Edit

Share via


Observability in generative AI

Important

Items marked (preview) in this article are currently in public preview. This preview is provided without a service-level agreement, and we don't recommend it for production workloads. Certain features might not be supported or might have constrained capabilities. For more information, see Supplemental Terms of Use for Microsoft Azure Previews.

In today's AI-driven world, Generative AI Operations (GenAIOps) is revolutionizing how organizations build and deploy intelligent systems. As companies increasingly use AI to transform decision-making, enhance customer experiences, and fuel innovation, one element stands paramount: robust evaluation frameworks. Evaluation isn't just a checkpoint.
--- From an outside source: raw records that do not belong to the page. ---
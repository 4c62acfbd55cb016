use std::sync::{Arc, LazyLock};

use axum::body::Body;
use axum::extract::{Path, Query, State};
use axum::http::{header, HeaderMap, Method, StatusCode};
use axum::response::{IntoResponse, Response};
use regex::Regex;
use serde::Deserialize;

use api::range::parse_range_header;
use api::{align_chunks, ObjectId, StreamRequest, CHUNK_SIZE, MAX_OBJECT_SIZE};
use common::GatewayError;

use crate::chunkgen;
use crate::http::AppError;
use crate::state::AppState;

static COMPACT_FORM: LazyLock<Regex> =
    LazyLock::new(|| Regex::new(r"^([A-Za-z0-9_-]{6})(\d+)$").unwrap());

#[derive(Deserialize)]
pub struct StreamQuery {
    pub hash: Option<String>,
    pub download: Option<String>,
}

/// `GET/HEAD /{hash}{id}` — the compact path form, hash and object id
/// packed into one path segment.
pub async fn stream_compact(
    State(state): State<Arc<AppState>>,
    Path(compact): Path<String>,
    Query(query): Query<StreamQuery>,
    method: Method,
    headers: HeaderMap,
) -> Result<Response, AppError> {
    // The compact form packs hash+id into one path segment
    // (`{hash}{id}`); when a bare id doesn't fit that shape (no filename
    // segment, `?hash=...` carried in the query instead), fall back to the
    // split form's own parsing.
    let Some(captures) = COMPACT_FORM.captures(&compact) else {
        let Ok(object_id) = compact.parse::<ObjectId>() else {
            return Ok(StatusCode::NOT_FOUND.into_response());
        };
        let hash = query.hash.clone().unwrap_or_default();
        return stream_object(state, object_id, hash, download_requested(&query), method, headers).await;
    };
    let hash = captures[1].to_string();
    let object_id: ObjectId = captures[2].parse().map_err(|_| GatewayError::UnknownToken)?;

    stream_object(state, object_id, hash, download_requested(&query), method, headers).await
}

/// `GET/HEAD /{id}/{name}?hash=...` — the split path form, hash carried in
/// the query string.
pub async fn stream_split(
    State(state): State<Arc<AppState>>,
    Path((id, _name)): Path<(ObjectId, String)>,
    Query(query): Query<StreamQuery>,
    method: Method,
    headers: HeaderMap,
) -> Result<Response, AppError> {
    let hash = query.hash.clone().unwrap_or_default();
    stream_object(state, id, hash, download_requested(&query), method, headers).await
}

fn download_requested(query: &StreamQuery) -> bool {
    query.download.as_deref() == Some("1")
}

async fn stream_object(
    state: Arc<AppState>,
    object_id: ObjectId,
    provided_hash: String,
    is_download: bool,
    method: Method,
    headers: HeaderMap,
) -> Result<Response, AppError> {
    let descriptor = state.locate(object_id).await?;

    if provided_hash != descriptor.hash() {
        return Err(GatewayError::BadHash.into());
    }

    if descriptor.file_size > MAX_OBJECT_SIZE {
        return Err(GatewayError::ObjectTooLarge.into());
    }

    let range_header = headers.get(header::RANGE).and_then(|v| v.to_str().ok());

    let parsed = match parse_range_header(range_header, descriptor.file_size) {
        Ok(parsed) => parsed,
        Err(_) => {
            return Err(GatewayError::BadRange {
                file_size: descriptor.file_size,
            }
            .into());
        }
    };

    let (range_from, range_to, status) = match parsed {
        Some(range) => (range.from, range.to, StatusCode::PARTIAL_CONTENT),
        None => (0, descriptor.file_size.saturating_sub(1), StatusCode::OK),
    };

    let stream_request = StreamRequest {
        object_id,
        provided_hash,
        range_from,
        range_to,
        is_download,
        player_hint: None,
    };
    let body_length = stream_request.body_length();

    let content_type = if descriptor.mime_type.is_empty() {
        mime_guess::from_path(&descriptor.file_name)
            .first_or_octet_stream()
            .to_string()
    } else {
        descriptor.mime_type.clone()
    };

    let inline = !is_download
        && (content_type.starts_with("video/") || content_type.starts_with("audio/"));
    let disposition = format!(
        "{}; filename=\"{}\"",
        if inline { "inline" } else { "attachment" },
        descriptor.file_name
    );

    let mut builder = Response::builder()
        .status(status)
        .header(header::CONTENT_TYPE, content_type)
        .header(header::CONTENT_LENGTH, body_length.to_string())
        .header(header::CONTENT_DISPOSITION, disposition)
        .header(header::ACCEPT_RANGES, "bytes")
        .header(header::CACHE_CONTROL, "no-cache");

    if status == StatusCode::PARTIAL_CONTENT {
        builder = builder.header(
            header::CONTENT_RANGE,
            format!("bytes {}-{}/{}", range_from, range_to, descriptor.file_size),
        );
    }

    if method == Method::HEAD {
        return Ok(builder.body(Body::empty()).unwrap());
    }

    let identity = state.session_pool.acquire_identity();
    let plan = align_chunks(range_from, range_to, CHUNK_SIZE);
    let stream = chunkgen::generate(state.session_pool.clone(), descriptor, identity, plan);

    Ok(builder.body(Body::from_stream(stream)).unwrap())
}
use std::collections::HashMap;
use std::sync::atomic::{AtomicI64, Ordering};
use std::sync::{Arc, Mutex};

use async_trait::async_trait;

use api::{DataCenterId, IdentityIndex, ObjectDescriptor, ObjectId};

use super::{UpstreamBackend, UpstreamError, UpstreamSession};

#[derive(Clone)]
struct MockObject {
    descriptor: ObjectDescriptor,
    bytes: Vec<u8>,
}

/// Reference upstream backend serving bytes out of an in-process table.
/// Stands in for the real chat/file-storage backend in tests and local
/// development, where no such service is reachable. Not used in
/// production: a real deployment must provide its own `UpstreamBackend`.
///
/// Every identity's home data center is fixed at construction; import
/// rejections are injectable so tests can exercise the Session Pool's
/// retry-then-`AuthInvalid` escalation without a real export/import
/// handshake to fail.
pub struct MockUpstream {
    objects: Arc<Mutex<HashMap<ObjectId, MockObject>>>,
    next_archive_id: AtomicI64,
    home_dc: DataCenterId,
    import_rejections: AtomicI64,
}

impl Default for MockUpstream {
    fn default() -> Self {
        MockUpstream {
            objects: Arc::new(Mutex::new(HashMap::new())),
            next_archive_id: AtomicI64::new(1_000_000),
            home_dc: 1,
            import_rejections: AtomicI64::new(0),
        }
    }
}

impl MockUpstream {
    pub fn new() -> Self {
        MockUpstream::default()
    }

    pub fn insert(&self, descriptor: ObjectDescriptor, bytes: Vec<u8>) {
        self.objects
            .lock()
            .unwrap()
            .insert(descriptor.object_id, MockObject { descriptor, bytes });
    }

    /// Reject the next `count` cross-DC authorization imports before
    /// letting one through, for exercising the Session Pool's retry loop.
    pub fn reject_imports(mut self, count: i64) -> Self {
        self.import_rejections = AtomicI64::new(count);
        self
    }
}

struct MockSession {
    data_center_id: DataCenterId,
    objects: Arc<Mutex<HashMap<ObjectId, MockObject>>>,
}

#[async_trait]
impl UpstreamSession for MockSession {
    fn data_center_id(&self) -> DataCenterId {
        self.data_center_id
    }

    async fn read(
        &self,
        descriptor: &ObjectDescriptor,
        offset: u64,
        limit: u64,
    ) -> Result<Vec<u8>, UpstreamError> {
        let objects = self.objects.lock().unwrap();
        let object = objects
            .get(&descriptor.object_id)
            .ok_or(UpstreamError::NotFound)?;

        let start = offset as usize;
        if start >= object.bytes.len() {
            return Ok(Vec::new());
        }
        let end = (start + limit as usize).min(object.bytes.len());
        Ok(object.bytes[start..end].to_vec())
    }
}

#[async_trait]
impl UpstreamBackend for MockUpstream {
    async fn locate(&self, object_id: ObjectId) -> Result<ObjectDescriptor, UpstreamError> {
        self.objects
            .lock()
            .unwrap()
            .get(&object_id)
            .map(|o| o.descriptor.clone())
            .ok_or(UpstreamError::NotFound)
    }

    fn home_dc(&self, _identity: IdentityIndex) -> DataCenterId {
        self.home_dc
    }

    async fn open_home_session(
        &self,
        _identity: IdentityIndex,
        data_center_id: DataCenterId,
    ) -> Result<Arc<dyn UpstreamSession>, UpstreamError> {
        // The mock has no real transport, so every data center is always
        // reachable with a session backed by the same shared table.
        Ok(Arc::new(MockSession {
            data_center_id,
            objects: self.objects.clone(),
        }))
    }

    async fn open_unauthenticated_session(
        &self,
        _identity: IdentityIndex,
        data_center_id: DataCenterId,
    ) -> Result<Arc<dyn UpstreamSession>, UpstreamError> {
        Ok(Arc::new(MockSession {
            data_center_id,
            objects: self.objects.clone(),
        }))
    }

    async fn import_authorization(
        &self,
        _identity: IdentityIndex,
        _session: &Arc<dyn UpstreamSession>,
    ) -> Result<(), UpstreamError> {
        let remaining = self.import_rejections.load(Ordering::SeqCst);
        if remaining > 0 {
            self.import_rejections.fetch_sub(1, Ordering::SeqCst);
            return Err(UpstreamError::AuthInvalid);
        }
        Ok(())
    }

    async fn copy_to_archive(
        &self,
        object_id: ObjectId,
        _bin_channel: i64,
    ) -> Result<ObjectId, UpstreamError> {
        let mut objects = self.objects.lock().unwrap();
        let source = objects.get(&object_id).ok_or(UpstreamError::NotFound)?.clone();
        let archive_id = self.next_archive_id.fetch_add(1, Ordering::SeqCst);

        let mut descriptor = source.descriptor;
        descriptor.object_id = archive_id;
        objects.insert(
            archive_id,
            MockObject {
                descriptor,
                bytes: source.bytes,
            },
        );
        Ok(archive_id)
    }
}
It's the foundation of trust in AI applications. Without rigorous assessment, AI systems can produce content that's:

  • Fabricated or ungrounded in reality
  • Irrelevant or incoherent to user needs
  • Harmful in perpetuating content risks and stereotypes
  • Dangerous in spreading misinformation
  • Vulnerable to security exploits

This is where evaluators become essential. These specialized tools measure both the frequency and severity of risks in AI outputs, enabling teams to systematically address quality, safety, and security concerns throughout the entire AI development journey—from selecting the right model to monitoring production performance, quality, and safety.

What are evaluators?

Evaluators are specialized tools that measure the quality, safety, and reliability of AI responses. By implementing systematic evaluations throughout the AI development lifecycle, teams can identify and address potential issues before they impact users. The following supported evaluators provide comprehensive assessment capabilities across different AI application types and concerns:

General purpose

Evaluator Purpose Inputs
Coherence Measures logical consistency and flow of responses. Query, response
Fluency Measures natural language quality and readability. Response
QA Measures comprehensively various quality aspects in question-answering. Query, context, response, ground truth

To learn more, see General purpose evaluators.

Textual similarity

Evaluator Purpose Inputs
Similarity AI-assisted textual similarity measurement. Query, context, ground truth
F1 Score Harmonic mean of precision and recall in token overlaps between response and ground truth. Response, ground truth
BLEU Bilingual Evaluation Understudy score for translation quality measures overlaps in n-grams between response and ground truth. Response, ground truth
GLEU Google-BLEU variant for sentence-level assessment measures overlaps in n-grams between response and ground truth. Response, ground truth
ROUGE Recall-Oriented Understudy for Gisting Evaluation measures overlaps in n-grams between response and ground truth. Response, ground truth
METEOR Metric for Evaluation of Translation with Explicit Ordering measures overlaps in n-grams between response and ground truth. Response, ground truth

To learn more, see Textual similarity evaluators

RAG (retrieval augmented generation)

Evaluator Purpose Inputs
Retrieval Measures how effectively the system retrieves relevant information. Query , context
Document Retrieval Measures accuracy in retrieval results given ground truth. Ground truth , retrieved documents,
Groundedness Measures how consistent the response is with respect to the retrieved context. Query (optional), context, response
Groundedness Pro Measures whether the response is consistent with respect to the retrieved context. Query, context, response
Relevance Measures how relevant the response is with respect to the query. Query, response
Response Completeness Measures to what extent the response is complete (not missing critical information) with respect to the ground truth. Response, ground truth

To learn more, see Retrieval-augmented Generation (RAG) evaluators.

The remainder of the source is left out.